Chiropractor Bridget Edkin, owner of Slainte Chiropractic, was named the 2021 JAX Chamber Overall Small Business Leader of the Year at a ceremony Feb. 2 at the Schultz Center.
Edkin, a third-generation chiropractor who opened her Jacksonville Beach practice in 2017, was chosen from the 12 selected as Small Business Leaders of the Year by the Chamber Councils, the Beaches Division and the Entrepreneurial Growth Division.
“We have such incredible talent in our community and it’s amazing what our small businesses are doing in Jacksonville,” said Daniel Davis, JAX Chamber president and CEO. “Dr. Edkin is a talented, innovative leader, and I look forward to working with her over the next year — and where she takes this growing business from here.”
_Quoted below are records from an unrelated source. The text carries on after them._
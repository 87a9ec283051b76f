//! Persists synthesized clips under the audio directory and hands back their URL.

use async_trait::async_trait;
use std::path::PathBuf;
use std::sync::Arc;

use crate::error::VoiceResult;
use crate::tts::TtsBackend;
use vera_core::{AudioArtifact, SpeechError, SpeechResult, SpeechSynthesizer};

/// URL prefix the gateway serves the audio directory under.
pub const AUDIO_URL_PREFIX: &str = "/audio";

pub struct FileSynthesizer {
    backend: Arc<dyn TtsBackend>,
    audio_dir: PathBuf,
    extension: String,
}

fn mime_for(extension: &str) -> &'static str {
    match extension {
        "wav" => "audio/wav",
        "opus" => "audio/opus",
        "aac" => "audio/aac",
        "flac" => "audio/flac",
        _ => "audio/mpeg",
    }
}

impl FileSynthesizer {
    pub fn new(backend: Arc<dyn TtsBackend>, audio_dir: impl Into<PathBuf>, format: &str) -> VoiceResult<Self> {
        let audio_dir = audio_dir.into();
        std::fs::create_dir_all(&audio_dir)?;
        let extension = match format.trim().to_ascii_lowercase() {
            f if f.is_empty() => "mp3".to_string(),
            f => f,
        };
        Ok(Self {
            backend,
            audio_dir,
            extension,
        })
    }
}

#[async_trait]
impl SpeechSynthesizer for FileSynthesizer {
    async fn synthesize(&self, text: &str) -> SpeechResult<AudioArtifact> {
        if text.trim().is_empty() {
            return Err(SpeechError::EmptyText);
        }
        let bytes = self.backend.synthesize(text).await?;
        if bytes.is_empty() {
            return Err(SpeechError::Disabled);
        }
        let file_name = format!("{}.{}", uuid::Uuid::new_v4(), self.extension);
        let path = self.audio_dir.join(&file_name);
        tokio::fs::write(&path, &bytes).await?;
        tracing::debug!(target: "vera::voice", file = %path.display(), bytes = bytes.len(), "Audio clip written");
        Ok(AudioArtifact {
            url: format!("{}/{}", AUDIO_URL_PREFIX, file_name),
            bytes,
            mime_type: mime_for(&self.extension).to_string(),
        })
    }
}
In addition to Edkin, a member the Beaches Division, the Small Business Leaders of the Year are: Jon Hart, Hart SEO, Arlington Council; Jim Webb, Manifest Distilling, Downtown Council; Rochelle Stoddard, Berman Bros., Inc, Entrepreneurial Growth Division; Nemiah Rutledge, Body Paradox, Health Council; Wendy Norfleet, Norfleet Integrated Solutions, IT Council; Gustavo Diaz, Exótico Coffee Company, North Council; Snowden McFall, Brightwork, Fired Up Professional Speaking and Coaching, Professional Women’s Council; Jesus Garay, Global Freight & Commerce, LLC, Transportation & Logistics Council; Dustin Fries, Kanine Social, West Council; Gloria Vinson, Landco Properties Inc., Mandarin Council; and Trey Vollmer, Vollmer Visuals, South Council.
Here's more good news:
• The virtual format this year for the Wolfson Children's Challenge allowed the event to expand beyond Northeast Florida, resulting in the participation of about 400 children and families from across 15 states and raising about $96,000 for the Wolfson Children's Challenge Endowment. The money will be used to help Wolfson Children's Hospital fund the purchase of trauma equipment and technology for its most critically ill and injured patients.
Participants for the annual challenge, normally a marathon and shorter runs, could use a special Wolfson55 app throughout January to track activities such as walking or running outside or on a treadmill or biking. The fundraiser also honored the Wolfson 55, a group of children selected annually to represent all the others cared for by the Jacksonville hospital.
“Each year the Wolfson Children’s Challenge brings together hundreds of supporters to help turn miles into miracles for our children who need it most,” said Michael Aubin, the hospital's president. “Despite being virtual in order to keep everyone safe, this year’s challenge was just as powerful, even though individuals and families supported us from a distance.”
Empowering Males to Build Opportunities for Developing Independence is designed to help young African American males acquire the skills to become responsible, independent and productive members of their communities.
McDonald's franchisees throughout the region created the grant program to celebrate educators and programs dedicated to enriching the lives of area youth. The grants, ranging from $2,500 to $5,000, were awarded based on creativity, innovation and need in the community and went to a total of four schools and organizations.
• Abe Fraden, who celebrated his 100th birthday Saturday with members of his family, has never missed a Florida Gators football game since he was a kid, except for the three years he spent overseas during World War II as a member of the U.S Army Air Forces.
The Jacksonville resident started following the Gators when he was 12 or 13 and went to his first game in 1938 accompanied by a couple of friends. The Gators lost that one, Fraden recalled, but he wasn't discouraged. “I loved college football,” he said, and he simply decided at an early age that the Gators were the team to follow.
Radio, television and season tickets — which Fraden had for close to 30 years — meant he could always follow the Gators. He always attended home games, sometimes with his wife, Ruth, and sometimes with friends, and he occasionally traveled to away games as well. He was there for the Gators' three national championship victories — over Florida State University in 1996, Ohio State in 2006 and Oklahoma State University in 2008.
Fraden went to Andrew Jackson High School and attended the University of Illinois after leaving the service. The Fradens raised three daughters and he made his living selling sewing machines.
Bernie Fraden of Orlando said his brother has never missed the annual Florida-Georgia game. He remembered one particular game as a testament to his brother's devotion as a fan: in 1968, when Florida lost to the Bulldogs 51-0. It was pouring rain, so much that “We couldn't see our hands in front of our faces,” he said. “I said, ‘Let's go.' But he wouldn't leave. He said, ‘The game's not over yet.'”
“If Florida's playing, you can't talk to him,” he said.